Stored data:
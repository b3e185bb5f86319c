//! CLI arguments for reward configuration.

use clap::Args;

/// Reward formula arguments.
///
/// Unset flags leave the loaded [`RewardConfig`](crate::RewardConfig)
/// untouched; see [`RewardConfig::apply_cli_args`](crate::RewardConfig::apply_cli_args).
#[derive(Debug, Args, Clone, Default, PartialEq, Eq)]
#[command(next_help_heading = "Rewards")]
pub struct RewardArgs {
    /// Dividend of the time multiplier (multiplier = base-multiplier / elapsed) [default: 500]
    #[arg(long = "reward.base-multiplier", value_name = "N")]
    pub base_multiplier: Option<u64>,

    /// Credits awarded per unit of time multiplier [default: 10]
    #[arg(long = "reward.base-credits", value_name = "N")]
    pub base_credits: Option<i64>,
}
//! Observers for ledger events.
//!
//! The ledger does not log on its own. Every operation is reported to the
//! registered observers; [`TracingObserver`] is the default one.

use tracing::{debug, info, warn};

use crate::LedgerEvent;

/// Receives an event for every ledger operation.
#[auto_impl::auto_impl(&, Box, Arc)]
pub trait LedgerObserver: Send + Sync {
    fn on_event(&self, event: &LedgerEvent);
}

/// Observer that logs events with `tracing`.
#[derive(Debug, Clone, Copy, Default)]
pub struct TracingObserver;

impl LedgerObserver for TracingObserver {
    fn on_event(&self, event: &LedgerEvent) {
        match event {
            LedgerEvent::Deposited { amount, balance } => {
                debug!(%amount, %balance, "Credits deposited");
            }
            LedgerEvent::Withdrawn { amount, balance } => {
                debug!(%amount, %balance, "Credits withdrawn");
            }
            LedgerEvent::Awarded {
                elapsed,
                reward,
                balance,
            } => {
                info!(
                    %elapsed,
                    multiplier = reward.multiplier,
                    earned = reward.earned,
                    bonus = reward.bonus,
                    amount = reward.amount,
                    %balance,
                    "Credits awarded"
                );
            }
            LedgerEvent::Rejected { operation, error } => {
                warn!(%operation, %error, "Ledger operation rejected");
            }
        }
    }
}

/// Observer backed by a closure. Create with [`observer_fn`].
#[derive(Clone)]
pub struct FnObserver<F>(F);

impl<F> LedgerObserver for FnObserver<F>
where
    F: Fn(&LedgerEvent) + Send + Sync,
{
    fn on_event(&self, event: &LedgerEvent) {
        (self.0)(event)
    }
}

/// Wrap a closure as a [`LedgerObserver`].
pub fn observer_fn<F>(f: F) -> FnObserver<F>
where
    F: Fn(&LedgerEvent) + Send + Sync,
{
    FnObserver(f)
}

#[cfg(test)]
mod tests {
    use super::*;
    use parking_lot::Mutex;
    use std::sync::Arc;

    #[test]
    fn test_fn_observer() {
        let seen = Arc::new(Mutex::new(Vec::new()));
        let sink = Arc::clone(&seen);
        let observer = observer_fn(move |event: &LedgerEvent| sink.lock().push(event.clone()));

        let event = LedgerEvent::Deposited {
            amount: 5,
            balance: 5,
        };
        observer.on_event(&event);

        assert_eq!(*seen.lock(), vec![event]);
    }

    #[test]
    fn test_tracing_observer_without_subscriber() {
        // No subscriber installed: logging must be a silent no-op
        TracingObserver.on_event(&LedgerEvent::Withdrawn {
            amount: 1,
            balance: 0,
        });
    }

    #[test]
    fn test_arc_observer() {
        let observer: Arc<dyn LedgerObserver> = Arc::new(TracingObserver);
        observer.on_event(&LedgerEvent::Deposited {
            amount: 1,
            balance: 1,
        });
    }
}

> **What the task requires**:
Line by line, write out the records above exactly.

> **Expected output**:
repository b3e185bb5f86319c
//! CLI arguments for reward configuration.

use clap::Args;

/// Reward formula arguments.
///
/// Unset flags leave the loaded [`RewardConfig`](crate::RewardConfig)
/// untouched; see [`RewardConfig::apply_cli_args`](crate::RewardConfig::apply_cli_args).
#[derive(Debug, Args, Clone, Default, PartialEq, Eq)]
#[command(next_help_heading = "Rewards")]
pub struct RewardArgs {
    /// Dividend of the time multiplier (multiplier = base-multiplier / elapsed) [default: 500]
    #[arg(long = "reward.base-multiplier", value_name = "N")]
    pub base_multiplier: Option<u64>,

    /// Credits awarded per unit of time multiplier [default: 10]
    #[arg(long = "reward.base-credits", value_name = "N")]
    pub base_credits: Option<i64>,
}
//! Observers for ledger events.
//!
//! The ledger does not log on its own. Every operation is reported to the
//! registered observers; [`TracingObserver`] is the default one.

use tracing::{debug, info, warn};

use crate::LedgerEvent;

/// Receives an event for every ledger operation.
#[auto_impl::auto_impl(&, Box, Arc)]
pub trait LedgerObserver: Send + Sync {
    fn on_event(&self, event: &LedgerEvent);
}

/// Observer that logs events with `tracing`.
#[derive(Debug, Clone, Copy, Default)]
pub struct TracingObserver;

impl LedgerObserver for TracingObserver {
    fn on_event(&self, event: &LedgerEvent) {
        match event {
            LedgerEvent::Deposited { amount, balance } => {
                debug!(%amount, %balance, "Credits deposited");
            }
            LedgerEvent::Withdrawn { amount, balance } => {
                debug!(%amount, %balance, "Credits withdrawn");
            }
            LedgerEvent::Awarded {
                elapsed,
                reward,
                balance,
            } => {
                info!(
                    %elapsed,
                    multiplier = reward.multiplier,
                    earned = reward.earned,
                    bonus = reward.bonus,
                    amount = reward.amount,
                    %balance,
                    "Credits awarded"
                );
            }
            LedgerEvent::Rejected { operation, error } => {
                warn!(%operation, %error, "Ledger operation rejected");
            }
        }
    }
}

/// Observer backed by a closure. Create with [`observer_fn`].
#[derive(Clone)]
pub struct FnObserver<F>(F);

impl<F> LedgerObserver for FnObserver<F>
where
    F: Fn(&LedgerEvent) + Send + Sync,
{
    fn on_event(&self, event: &LedgerEvent) {
        (self.0)(event)
    }
}

/// Wrap a closure as a [`LedgerObserver`].
pub fn observer_fn<F>(f: F) -> FnObserver<F>
where
    F: Fn(&LedgerEvent) + Send + Sync,
{
    FnObserver(f)
}

#[cfg(test)]
mod tests {
    use super::*;
    use parking_lot::Mutex;
    use std::sync::Arc;

    #[test]
    fn test_fn_observer() {
        let seen = Arc::new(Mutex::new(Vec::new()));
        let sink = Arc::clone(&seen);
        let observer = observer_fn(move |event: &LedgerEvent| sink.lock().push(event.clone()));

        let event = LedgerEvent::Deposited {
            amount: 5,
            balance: 5,
        };
        observer.on_event(&event);

        assert_eq!(*seen.lock(), vec![event]);
    }

    #[test]
    fn test_tracing_observer_without_subscriber() {
        // No subscriber installed: logging must be a silent no-op
        TracingObserver.on_event(&LedgerEvent::Withdrawn {
            amount: 1,
            balance: 0,
        });
    }

    #[test]
    fn test_arc_observer() {
        let observer: Arc<dyn LedgerObserver> = Arc::new(TracingObserver);
        observer.on_event(&LedgerEvent::Deposited {
            amount: 1,
            balance: 1,
        });
    }
}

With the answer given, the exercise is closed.